A Sequence of Three Main Shocks in 1811-1812
This sequence of three very large earthquakes is usually referred to as the New Madrid earthquakes, after the Missouri town that was the largest settlement on the Mississippi River between St. Louis, Missouri and Natchez, Mississippi. On the basis of the large area of damage (600,000 square kilometers), the widespread area of perceptibility (5,000,000 square kilometers), and the complex physiographic changes that occurred, the New Madrid earthquakes of 1811-1812 rank as some of the largest in the United States since its settlement by Europeans. They were by far the largest east of the Rocky Mountains in the U.S. and Canada. The area of strong shaking associated with these shocks is two to three times as large as that of the 1964 Alaska earthquake and 10 times as large as that of the 1906 San Francisco earthquake. Because there were no seismographs in North America at that time, and very few people in the New Madrid region, the estimated magnitudes of this series of earthquakes vary considerably and depend on modern researchers' interpretations of journals, newspaper reports, and other accounts of the ground shaking and damage. The magnitudes of the three principal earthquakes of 1811-1812 described below are the preferred values taken from research involved with producing the 2008 USGS National Seismic Hazard Map (http://pubs.usgs.gov/of/2008/1128/).

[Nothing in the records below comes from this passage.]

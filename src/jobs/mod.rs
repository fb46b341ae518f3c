//! Scheduled background jobs.

mod ledger_sync;
mod reconciliation;

pub use ledger_sync::{LedgerSyncJob, LedgerSyncReport};
pub use reconciliation::{ReconciliationJob, ReconciliationReport};

use chrono::{DateTime, Duration as ChronoDuration, TimeZone};
use std::future::Future;
use std::time::Duration;
use tokio::sync::watch;
use tracing::{info, warn};

/// Next occurrence of `hour:minute` strictly after `now`, in `now`'s timezone.
///
/// Returns `None` when the wall-clock time does not exist on the following
/// two days (DST gaps).
pub fn next_daily_run<Tz: TimeZone>(now: &DateTime<Tz>, hour: u32, minute: u32) -> Option<DateTime<Tz>> {
    let tz = now.timezone();
    let today = now.date_naive();
    (0..=2).find_map(|offset| {
        let date = today.checked_add_signed(ChronoDuration::days(offset))?;
        let naive = date.and_hms_opt(hour, minute, 0)?;
        tz.from_local_datetime(&naive)
            .earliest()
            .filter(|candidate| candidate > now)
    })
}

/// Wait for `duration` unless shutdown arrives first. Returns false on shutdown.
pub async fn sleep_or_shutdown(duration: Duration, shutdown_rx: &mut watch::Receiver<bool>) -> bool {
    if *shutdown_rx.borrow() {
        return false;
    }
    tokio::select! {
        _ = tokio::time::sleep(duration) => true,
        changed = shutdown_rx.changed() => changed.is_ok() && !*shutdown_rx.borrow(),
    }
}

/// Run `job` every day at `hour:minute` local time until shutdown.
///
/// A running job is never interrupted; shutdown only stops rescheduling.
pub async fn run_daily<F, Fut>(
    name: &str,
    hour: u32,
    minute: u32,
    mut shutdown_rx: watch::Receiver<bool>,
    mut job: F,
) where
    F: FnMut() -> Fut,
    Fut: Future<Output = ()>,
{
    info!("Scheduling {} daily at {:02}:{:02}", name, hour, minute);
    loop {
        let now = chrono::Local::now();
        let wait = match next_daily_run(&now, hour, minute) {
            Some(next) => {
                info!("Next {} run at {}", name, next);
                (next - now).to_std().unwrap_or(Duration::ZERO)
            }
            None => {
                warn!("Could not compute next {} run, retrying in an hour", name);
                Duration::from_secs(3600)
            }
        };

        if !sleep_or_shutdown(wait, &mut shutdown_rx).await {
            break;
        }
        job().await;
    }
    info!("{} scheduler stopped", name);
}

/// Run `job` after `initial_delay`, then every `interval` until shutdown
pub async fn run_periodic<F, Fut>(
    name: &str,
    initial_delay: Duration,
    interval: Duration,
    mut shutdown_rx: watch::Receiver<bool>,
    mut job: F,
) where
    F: FnMut() -> Fut,
    Fut: Future<Output = ()>,
{
    info!(
        "Scheduling {} every {}ms after {}ms",
        name,
        interval.as_millis(),
        initial_delay.as_millis()
    );
    let mut delay = initial_delay;
    while sleep_or_shutdown(delay, &mut shutdown_rx).await {
        job().await;
        delay = interval;
    }
    info!("{} scheduler stopped", name);
}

A Robust Aftershock Sequence for each Main Shock
The first principal earthquake, M7.7, occurred at about 2:15 am (local time) in northeast Arkansas on December 16, 1811. The second principal shock, M7.5, occurred in Missouri on January 23, 1812, and the third, M7.7, on February 7, 1812, along the Reelfoot fault in Missouri and Tennessee. The earthquake ground shaking was not limited to these principal main shocks, as there is evidence for a fairly robust aftershock sequence. The first and largest aftershock occurred on December 16, 1811 at about 7:15 am. At least three other large aftershocks are inferred from historical accounts on December 16 and 17. These three events are believed to range between M6.0 and 6.5 in size and to be located in Arkansas and Missouri. This would make a total of seven earthquakes of magnitude M6.0-7.7 occurring in the period December 16, 1811 through February 7, 1812. In total, Otto Nuttli reported more than 200 moderate to large aftershocks in the New Madrid region between December 16, 1811, and March 15, 1812: ten of these were greater than about 6.0; about one hundred were between M5.0 and 5.9; and eighty-nine were in the magnitude 4 range. Nuttli also noted that about eighteen hundred earthquakes of about M3.0 to 4.0 during the same period.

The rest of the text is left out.